===== The records

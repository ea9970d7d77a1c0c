mod comms;
mod finance;
mod task;
mod user;
mod workplace;

pub use comms::{ChatMessage, Meeting, NoteTemplate};
pub use finance::{Expense, PayslipEntry};
pub use task::{Task, TaskStatus};
pub use user::{PasswordRequest, Role, User};
pub use workplace::{AttendanceRecord, Complaint, InventoryItem, OnboardingRecord};
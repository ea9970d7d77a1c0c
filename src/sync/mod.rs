//! Best-effort snapshot replication against a remote mirror.
//!
//! The mirror holds one full-store snapshot per sync key. The client here
//! pushes snapshots after local mutations (fire-and-forget) and pulls the
//! remote slot when a key is adopted or a manual sync is requested. The
//! merge rule is deliberately crude: remote wins on first contact, local
//! wins thereafter, last writer wins globally at snapshot granularity.

mod client;
mod error;
mod state;

pub use client::{MirrorClient, PullOutcome};
pub use error::SyncError;
pub use state::{StateError, SyncState};
use chrono::NaiveDate;
use clap::{Args, Subcommand};

use super::OutputFormat;
use crate::models::{Task, TaskStatus};
use crate::service::DeskService;

/// Manage tasks
#[derive(Args)]
pub struct TaskCommand {
    #[command(subcommand)]
    pub command: TaskSubcommand,
}

#[derive(Subcommand)]
pub enum TaskSubcommand {
    /// Create a new task
    Add {
        /// Task title
        title: String,

        /// Who the task is assigned to
        #[arg(long, default_value = "unassigned")]
        assignee: String,

        /// Due date (YYYY-MM-DD)
        #[arg(long)]
        due: Option<NaiveDate>,
    },

    /// List all tasks
    List {
        /// Output format
        #[arg(long, short, value_enum, default_value = "text")]
        format: OutputFormat,
    },

    /// Mark a task done
    Done {
        /// Task id
        id: String,
    },

    /// Delete a task
    Delete {
        /// Task id
        id: String,
    },
}

impl TaskCommand {
    pub async fn run(&self, service: &DeskService) -> Result<(), Box<dyn std::error::Error>> {
        match &self.command {
            TaskSubcommand::Add {
                title,
                assignee,
                due,
            } => {
                let mut task = Task::new(title, assignee);
                if let Some(due) = due {
                    task = task.with_due_date(*due);
                }
                service.save_task(&task).await?;
                println!("Created task {} ({})", task.title, task.id);
            }
            TaskSubcommand::List { format } => {
                let tasks = service.get_tasks().await?;
                match format {
                    OutputFormat::Json => {
                        println!("{}", serde_json::to_string_pretty(&tasks)?);
                    }
                    OutputFormat::Text => {
                        if tasks.is_empty() {
                            println!("No tasks.");
                        }
                        for task in tasks {
                            let due = task
                                .due_date
                                .map(|d| format!(" due {}", d))
                                .unwrap_or_default();
                            println!(
                                "[{}] {} — {} ({}){}",
                                task.status, task.title, task.assignee, task.id, due
                            );
                        }
                    }
                }
            }
            TaskSubcommand::Done { id } => {
                let tasks = service.get_tasks().await?;
                match tasks.into_iter().find(|t| t.id == *id) {
                    Some(mut task) => {
                        task.status = TaskStatus::Done;
                        service.save_task(&task).await?;
                        println!("Marked done: {}", task.title);
                    }
                    None => println!("No task with id {}", id),
                }
            }
            TaskSubcommand::Delete { id } => {
                service.delete_task(id).await?;
                println!("Deleted task {}", id);
            }
        }
        Ok(())
    }
}
//! Quiz view: per-question Unanswered → Answered(correct|incorrect) →
//! Next | Finished.
//!
//! Multiple choice is checked locally against the server-supplied correct
//! answer; short answers go to the grading endpoint, whose verdict is
//! trusted as-is. Finishing computes score = correct / total and submits it
//! once; the server's response carries the authoritative XP and unlocks.

use std::collections::BTreeMap;

use crate::app::messages::{Effect, ViewEvent};
use crate::input::InputField;
use crate::models::{Answer, GradeRequest, QuestionType, Quiz, QuizSubmitRequest, QuizSubmitResult};

use super::ViewContext;

pub struct QuizView {
    ctx: ViewContext,
    pub lesson_id: i64,
    pub quiz: Option<Quiz>,
    pub loading: bool,
    pub error: Option<String>,
    pub current: usize,
    pub answers: BTreeMap<usize, Answer>,
    pub feedback: BTreeMap<usize, String>,
    /// Option cursor for multiple choice.
    pub selected_option: usize,
    pub answer_input: InputField,
    pub grading: bool,
    pub grade_error: Option<String>,
    /// Short answer awaiting a grading verdict.
    pending_answer: Option<String>,
    /// One-shot finish guard; set before the submit request is spawned.
    pub submitted: bool,
    pub result: Option<QuizSubmitResult>,
    pub submit_error: Option<String>,
}

impl QuizView {
    pub fn mount(lesson_id: i64, ctx: ViewContext) -> Self {
        let view = Self {
            ctx,
            lesson_id,
            quiz: None,
            loading: true,
            error: None,
            current: 0,
            answers: BTreeMap::new(),
            feedback: BTreeMap::new(),
            selected_option: 0,
            answer_input: InputField::new(),
            grading: false,
            grade_error: None,
            pending_answer: None,
            submitted: false,
            result: None,
            submit_error: None,
        };
        let ctx = view.ctx.clone();
        tokio::spawn(async move {
            let result = ctx.client.quiz_for_lesson(lesson_id).await;
            ctx.send(ViewEvent::QuizLoaded(result.map_err(|e| e.to_string())));
        });
        view
    }

    fn question_count(&self) -> usize {
        self.quiz.as_ref().map_or(0, |q| q.questions.len())
    }

    pub fn current_answered(&self) -> bool {
        self.answers.contains_key(&self.current)
    }

    pub fn is_last_question(&self) -> bool {
        self.question_count() > 0 && self.current + 1 == self.question_count()
    }

    pub fn select_next_option(&mut self) {
        if let Some(question) = self.quiz.as_ref().and_then(|q| q.questions.get(self.current)) {
            if self.selected_option + 1 < question.options.len() {
                self.selected_option += 1;
            }
        }
    }

    pub fn select_prev_option(&mut self) {
        self.selected_option = self.selected_option.saturating_sub(1);
    }

    /// Answer the current question: local check for multiple choice, remote
    /// grading for short answers.
    pub fn check_answer(&mut self) {
        if self.current_answered() || self.grading {
            return;
        }
        let index = self.current;
        let question = match self.quiz.as_ref().and_then(|q| q.questions.get(index)) {
            Some(q) => q.clone(),
            None => return,
        };
        match question.question_type {
            QuestionType::MultipleChoice => {
                let answer = match question.options.get(self.selected_option) {
                    Some(a) => a.clone(),
                    None => return,
                };
                let correct_answer = question.correct_answer.clone().unwrap_or_default();
                let correct = answer == correct_answer;
                let feedback = if correct {
                    question
                        .explanation
                        .clone()
                        .unwrap_or_else(|| "Correct!".to_string())
                } else {
                    match question.explanation.as_deref().filter(|e| !e.is_empty()) {
                        Some(explanation) => format!(
                            "Incorrect. The correct answer is: {}. {}",
                            correct_answer, explanation
                        ),
                        None => format!("Incorrect. The correct answer is: {}", correct_answer),
                    }
                };
                self.answers.insert(index, Answer { answer, correct });
                self.feedback.insert(index, feedback);
            }
            QuestionType::ShortAnswer => {
                let answer = self.answer_input.text().trim().to_string();
                if answer.is_empty() {
                    return;
                }
                self.grading = true;
                self.grade_error = None;
                let request = GradeRequest {
                    question,
                    answer: answer.clone(),
                };
                let ctx = self.ctx.clone();
                tokio::spawn(async move {
                    let result = ctx.client.grade_answer(&request).await;
                    ctx.send(ViewEvent::AnswerGraded(result.map_err(|e| e.to_string())));
                });
                self.pending_answer = Some(answer);
            }
        }
    }

    /// Advance to the next question, resetting per-question input state.
    pub fn next_question(&mut self) {
        if !self.current_answered() || self.is_last_question() {
            return;
        }
        self.current += 1;
        self.selected_option = 0;
        self.answer_input.clear();
        self.grade_error = None;
    }

    /// Submit the finished quiz exactly once.
    pub fn finish(&mut self) {
        if self.submitted {
            return;
        }
        let quiz = match &self.quiz {
            Some(q) if !q.questions.is_empty() => q,
            _ => return,
        };
        if self.answers.len() < quiz.questions.len() {
            return;
        }
        self.submitted = true;
        self.submit_error = None;
        let correct = self.answers.values().filter(|a| a.correct).count();
        let request = QuizSubmitRequest {
            quiz_id: quiz.quiz_id,
            answers: self.answers.clone(),
            score: correct as f64 / quiz.questions.len() as f64,
        };
        let ctx = self.ctx.clone();
        tokio::spawn(async move {
            let result = ctx.client.submit_quiz(&request).await;
            ctx.send(ViewEvent::QuizSubmitted(result.map_err(|e| e.to_string())));
        });
    }

    pub fn apply(&mut self, event: ViewEvent) -> Vec<Effect> {
        match event {
            ViewEvent::QuizLoaded(result) => {
                self.loading = false;
                match result {
                    Ok(quiz) => self.quiz = Some(quiz),
                    Err(e) => self.error = Some(e),
                }
                Vec::new()
            }
            ViewEvent::AnswerGraded(result) => {
                self.grading = false;
                let index = self.current;
                let answer = self.pending_answer.take().unwrap_or_default();
                match result {
                    Ok(grade) => {
                        self.answers.insert(
                            index,
                            Answer {
                                answer,
                                correct: grade.correct,
                            },
                        );
                        self.feedback.insert(index, grade.feedback);
                    }
                    // Grading is not retried automatically; the answer stays
                    // editable.
                    Err(e) => self.grade_error = Some(e),
                }
                Vec::new()
            }
            ViewEvent::QuizSubmitted(result) => match result {
                Ok(submit) => {
                    let mut effects = vec![Effect::RefreshNavbar];
                    if !submit.new_achievements.is_empty() {
                        effects.push(Effect::Achievements(submit.new_achievements.clone()));
                    }
                    self.result = Some(submit);
                    effects
                }
                Err(e) => {
                    self.submitted = false;
                    self.submit_error = Some(e);
                    Vec::new()
                }
            },
            _ => Vec::new(),
        }
    }
}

==========

__Work instruction__: From the first line above through the line that contains "a task done", quote each line exactly. Output nothing more.

__Result for this task__:
repository ea9970d7d77a1c0c
mod comms;
mod finance;
mod task;
mod user;
mod workplace;

pub use comms::{ChatMessage, Meeting, NoteTemplate};
pub use finance::{Expense, PayslipEntry};
pub use task::{Task, TaskStatus};
pub use user::{PasswordRequest, Role, User};
pub use workplace::{AttendanceRecord, Complaint, InventoryItem, OnboardingRecord};
repository ea9970d7d77a1c0c
filename src/sync/mod.rs
//! Best-effort snapshot replication against a remote mirror.
//!
//! The mirror holds one full-store snapshot per sync key. The client here
//! pushes snapshots after local mutations (fire-and-forget) and pulls the
//! remote slot when a key is adopted or a manual sync is requested. The
//! merge rule is deliberately crude: remote wins on first contact, local
//! wins thereafter, last writer wins globally at snapshot granularity.

mod client;
mod error;
mod state;

pub use client::{MirrorClient, PullOutcome};
pub use error::SyncError;
pub use state::{StateError, SyncState};
use chrono::NaiveDate;
use clap::{Args, Subcommand};

use super::OutputFormat;
use crate::models::{Task, TaskStatus};
use crate::service::DeskService;

/// Manage tasks
#[derive(Args)]
pub struct TaskCommand {
    #[command(subcommand)]
    pub command: TaskSubcommand,
}

#[derive(Subcommand)]
pub enum TaskSubcommand {
    /// Create a new task
    Add {
        /// Task title
        title: String,

        /// Who the task is assigned to
        #[arg(long, default_value = "unassigned")]
        assignee: String,

        /// Due date (YYYY-MM-DD)
        #[arg(long)]
        due: Option<NaiveDate>,
    },

    /// List all tasks
    List {
        /// Output format
        #[arg(long, short, value_enum, default_value = "text")]
        format: OutputFormat,
    },

    /// Mark a task done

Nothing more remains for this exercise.